### PROBLEM DETAILS
Copy out the entries that follow, unchanged.

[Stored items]

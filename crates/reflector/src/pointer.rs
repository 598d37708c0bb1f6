//! Pointer variant

use std::sync::Arc;

use crate::classify::classify;
use crate::error::Result;
use crate::ty::{Node, Reflected, Type};

/// `*T`
///
/// `can_set` covers the pointer variable itself. Whether the pointee may be
/// written is answered by the node returned from [`Pointer::elem`].
#[derive(Debug, Clone)]
pub struct Pointer {
    node: Node,
}

impl Pointer {
    pub(crate) fn new(node: Node) -> Self {
        Self { node }
    }

    /// The pointee, bound to the pointed-to cell when the pointer is bound
    /// and not nil
    pub fn elem(&self) -> Option<Type> {
        let elem = self.node.descriptor.elem()?;
        let handle = self
            .node
            .handle
            .as_ref()
            .and_then(|handle| handle.elem().ok().flatten());
        classify(&elem, handle, Some(Arc::new(Type::Pointer(self.clone()))))
    }

    /// Whether the bound pointer is nil
    pub fn is_nil(&self) -> Result<bool> {
        Ok(self.node.load()?.is_nil())
    }
}

impl Reflected for Pointer {
    fn node(&self) -> &Node {
        &self.node
    }

    fn package_name(&self) -> String {
        match self.node.descriptor.elem() {
            Some(elem) => elem.package_name().to_string(),
            None => String::new(),
        }
    }

    fn package_path(&self) -> String {
        match self.node.descriptor.elem() {
            Some(elem) => elem.pkg_path().to_string(),
            None => String::new(),
        }
    }
}

#[cfg(test)]
mod tests {
    use super::*;
    use crate::{type_of_descriptor, type_of_value, ReflectError};
    use reflector_core::{builtin, Descriptor, Value};

    #[test]
    fn test_elem_is_settable_through_pointer() {
        let target = Value::pointer_to(Value::int(1));
        let ty = type_of_value(target.clone()).unwrap();
        assert!(!ty.can_set());

        let elem = ty.as_pointer().unwrap().elem().unwrap();
        assert!(elem.can_set());
        assert!(elem.parent().unwrap().is_pointer());
        elem.set_value(Value::int(42)).unwrap();
        assert_eq!(target.deref(), Some(Value::int(42)));
    }

    #[test]
    fn test_nil_pointer_elem_is_unbound() {
        let ty = type_of_value(Value::zero(&Descriptor::pointer_to(&builtin::int()))).unwrap();
        let pointer = ty.as_pointer().unwrap();
        assert!(pointer.is_nil().unwrap());
        let elem = pointer.elem().unwrap();
        assert!(!elem.has_value());
        assert_eq!(elem.value(), Err(ReflectError::NilReference));
    }

    #[test]
    fn test_identity_follows_pointee() {
        let dessert = Descriptor::named("github.com/example/bakery", "Dessert");
        dessert.define(&Descriptor::struct_of(vec![])).unwrap();
        let ty = type_of_descriptor(&Descriptor::pointer_to(&dessert)).unwrap();
        assert_eq!(ty.name(), "*Dessert");
        assert_eq!(ty.package_name(), "bakery");
        assert_eq!(ty.package_path(), "github.com/example/bakery");
    }
}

### COMPLETED TASK
filename crates/reflector/src/pointer.rs
repository 598d37708c0bb1f6
//! Pointer variant

use std::sync::Arc;

use crate::classify::classify;
use crate::error::Result;
use crate::ty::{Node, Reflected, Type};

/// `*T`
///
/// `can_set` covers the pointer variable itself. Whether the pointee may be
/// written is answered by the node returned from [`Pointer::elem`].
#[derive(Debug, Clone)]
pub struct Pointer {
    node: Node,
}

impl Pointer {
    pub(crate) fn new(node: Node) -> Self {
        Self { node }
    }

    /// The pointee, bound to the pointed-to cell when the pointer is bound
    /// and not nil
    pub fn elem(&self) -> Option<Type> {
        let elem = self.node.descriptor.elem()?;
        let handle = self
            .node
            .handle
            .as_ref()
            .and_then(|handle| handle.elem().ok().flatten());
        classify(&elem, handle, Some(Arc::new(Type::Pointer(self.clone()))))
    }

    /// Whether the bound pointer is nil
    pub fn is_nil(&self) -> Result<bool> {
        Ok(self.node.load()?.is_nil())
    }
}

impl Reflected for Pointer {
    fn node(&self) -> &Node {
        &self.node
    }

    fn package_name(&self) -> String {
        match self.node.descriptor.elem() {
            Some(elem) => elem.package_name().to_string(),
            None => String::new(),
        }
    }

    fn package_path(&self) -> String {
        match self.node.descriptor.elem() {
            Some(elem) => elem.pkg_path().to_string(),
            None => String::new(),
        }
    }
}

#[cfg(test)]
mod tests {
    use super::*;
    use crate::{type_of_descriptor, type_of_value, ReflectError};
    use reflector_core::{builtin, Descriptor, Value};

    #[test]
    fn test_elem_is_settable_through_pointer() {
        let target = Value::pointer_to(Value::int(1));
        let ty = type_of_value(target.clone()).unwrap();
        assert!(!ty.can_set());

        let elem = ty.as_pointer().unwrap().elem().unwrap();
        assert!(elem.can_set());
        assert!(elem.parent().unwrap().is_pointer());
        elem.set_value(Value::int(42)).unwrap();
        assert_eq!(target.deref(), Some(Value::int(42)));
    }

    #[test]
    fn test_nil_pointer_elem_is_unbound() {
        let ty = type_of_value(Value::zero(&Descriptor::pointer_to(&builtin::int()))).unwrap();
        let pointer = ty.as_pointer().unwrap();
        assert!(pointer.is_nil().unwrap());
        let elem = pointer.elem().unwrap();
        assert!(!elem.has_value());
        assert_eq!(elem.value(), Err(ReflectError::NilReference));
    }

    #[test]
    fn test_identity_follows_pointee() {
        let dessert = Descriptor::named("github.com/example/bakery", "Dessert");
        dessert.define(&Descriptor::struct_of(vec![])).unwrap();
        let ty = type_of_descriptor(&Descriptor::pointer_to(&dessert)).unwrap();
        assert_eq!(ty.name(), "*Dessert");
        assert_eq!(ty.package_name(), "bakery");
        assert_eq!(ty.package_path(), "github.com/example/bakery");
    }
}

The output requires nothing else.